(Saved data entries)
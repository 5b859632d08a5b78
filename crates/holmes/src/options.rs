//! Composable configuration options consumed by [`start`](crate::start).
//!
//! Each option is a pure transformation over a [`LoggerConfig`]. Options are
//! applied left to right on top of the defaults, so later options win.

use crate::config::{LogLevel, LoggerConfig, Rotation};
use std::path::PathBuf;

/// A single configuration transformation
pub type ConfigOption = Box<dyn FnOnce(LoggerConfig) -> LoggerConfig + Send>;

/// Emit records at `level` and above
pub fn level(level: LogLevel) -> ConfigOption {
    Box::new(move |config| LoggerConfig { level, ..config })
}

pub fn debug_level() -> ConfigOption {
    level(LogLevel::Debug)
}

pub fn info_level() -> ConfigOption {
    level(LogLevel::Info)
}

pub fn warn_level() -> ConfigOption {
    level(LogLevel::Warn)
}

pub fn error_level() -> ConfigOption {
    level(LogLevel::Error)
}

pub fn fatal_level() -> ConfigOption {
    level(LogLevel::Fatal)
}

/// Write log files into `dir`, creating it if needed
pub fn log_file_path(dir: impl Into<PathBuf>) -> ConfigOption {
    let dir = dir.into();
    Box::new(move |config| LoggerConfig {
        log_dir: Some(dir),
        ..config
    })
}

pub fn every_minute() -> ConfigOption {
    Box::new(|config| LoggerConfig {
        rotation: Rotation::Minute,
        ..config
    })
}

pub fn every_hour() -> ConfigOption {
    Box::new(|config| LoggerConfig {
        rotation: Rotation::Hour,
        ..config
    })
}

/// Echo every record to stdout as well as the primary sink
pub fn also_stdout() -> ConfigOption {
    Box::new(|config| LoggerConfig {
        also_stdout: true,
        ..config
    })
}

/// Dump a backtrace into the log when the logger stops
pub fn print_stack() -> ConfigOption {
    Box::new(|config| LoggerConfig {
        print_stack: true,
        ..config
    })
}

/// Replace the whole configuration, e.g. one loaded from a file
pub fn from_config(replacement: LoggerConfig) -> ConfigOption {
    Box::new(move |_| replacement)
}

#[cfg(test)]
mod tests {
    use super::*;
    use std::path::Path;

    #[test]
    fn test_options_apply_in_order() {
        let config = LoggerConfig::default().apply([
            error_level(),
            log_file_path("./log"),
            every_minute(),
            info_level(),
            every_hour(),
        ]);

        assert_eq!(config.level, LogLevel::Info);
        assert_eq!(config.file_dir(), Some(Path::new("./log")));
        assert_eq!(config.rotation, Rotation::Hour);
        assert!(!config.also_stdout);
    }

    #[test]
    fn test_flag_options() {
        let config = LoggerConfig::default().apply([also_stdout(), print_stack()]);
        assert!(config.also_stdout);
        assert!(config.print_stack);
        assert_eq!(config.level, LogLevel::Debug);
    }

    #[test]
    fn test_from_config_then_override() {
        let loaded = LoggerConfig {
            level: LogLevel::Warn,
            also_stdout: true,
            ..Default::default()
        };

        let config = LoggerConfig::default().apply([from_config(loaded), fatal_level()]);
        assert_eq!(config.level, LogLevel::Fatal);
        assert!(config.also_stdout);
    }

    #[test]
    fn test_no_options_keeps_defaults() {
        let config = LoggerConfig::default().apply(Vec::<ConfigOption>::new());
        assert_eq!(config, LoggerConfig::default());
    }
}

■ What is required
Go through the data above and copy all of it exactly.

■ Problem solution
repository 5b859632d08a5b78
filename crates/holmes/src/options.rs
//! Composable configuration options consumed by [`start`](crate::start).
//!
//! Each option is a pure transformation over a [`LoggerConfig`]. Options are
//! applied left to right on top of the defaults, so later options win.

use crate::config::{LogLevel, LoggerConfig, Rotation};
use std::path::PathBuf;

/// A single configuration transformation
pub type ConfigOption = Box<dyn FnOnce(LoggerConfig) -> LoggerConfig + Send>;

/// Emit records at `level` and above
pub fn level(level: LogLevel) -> ConfigOption {
    Box::new(move |config| LoggerConfig { level, ..config })
}

pub fn debug_level() -> ConfigOption {
    level(LogLevel::Debug)
}

pub fn info_level() -> ConfigOption {
    level(LogLevel::Info)
}

pub fn warn_level() -> ConfigOption {
    level(LogLevel::Warn)
}

pub fn error_level() -> ConfigOption {
    level(LogLevel::Error)
}

pub fn fatal_level() -> ConfigOption {
    level(LogLevel::Fatal)
}

/// Write log files into `dir`, creating it if needed
pub fn log_file_path(dir: impl Into<PathBuf>) -> ConfigOption {
    let dir = dir.into();
    Box::new(move |config| LoggerConfig {
        log_dir: Some(dir),
        ..config
    })
}

pub fn every_minute() -> ConfigOption {
    Box::new(|config| LoggerConfig {
        rotation: Rotation::Minute,
        ..config
    })
}

pub fn every_hour() -> ConfigOption {
    Box::new(|config| LoggerConfig {
        rotation: Rotation::Hour,
        ..config
    })
}

/// Echo every record to stdout as well as the primary sink
pub fn also_stdout() -> ConfigOption {
    Box::new(|config| LoggerConfig {
        also_stdout: true,
        ..config
    })
}

/// Dump a backtrace into the log when the logger stops
pub fn print_stack() -> ConfigOption {
    Box::new(|config| LoggerConfig {
        print_stack: true,
        ..config
    })
}

/// Replace the whole configuration, e.g. one loaded from a file
pub fn from_config(replacement: LoggerConfig) -> ConfigOption {
    Box::new(move |_| replacement)
}

#[cfg(test)]
mod tests {
    use super::*;
    use std::path::Path;

    #[test]
    fn test_options_apply_in_order() {
        let config = LoggerConfig::default().apply([
            error_level(),
            log_file_path("./log"),
            every_minute(),
            info_level(),
            every_hour(),
        ]);

        assert_eq!(config.level, LogLevel::Info);
        assert_eq!(config.file_dir(), Some(Path::new("./log")));
        assert_eq!(config.rotation, Rotation::Hour);
        assert!(!config.also_stdout);
    }

    #[test]
    fn test_flag_options() {
        let config = LoggerConfig::default().apply([also_stdout(), print_stack()]);
        assert!(config.also_stdout);
        assert!(config.print_stack);
        assert_eq!(config.level, LogLevel::Debug);
    }

    #[test]
    fn test_from_config_then_override() {
        let loaded = LoggerConfig {
            level: LogLevel::Warn,
            also_stdout: true,
            ..Default::default()
        };

        let config = LoggerConfig::default().apply([from_config(loaded), fatal_level()]);
        assert_eq!(config.level, LogLevel::Fatal);
        assert!(config.also_stdout);
    }

    #[test]
    fn test_no_options_keeps_defaults() {
        let config = LoggerConfig::default().apply(Vec::<ConfigOption>::new());
        assert_eq!(config, LoggerConfig::default());
    }
}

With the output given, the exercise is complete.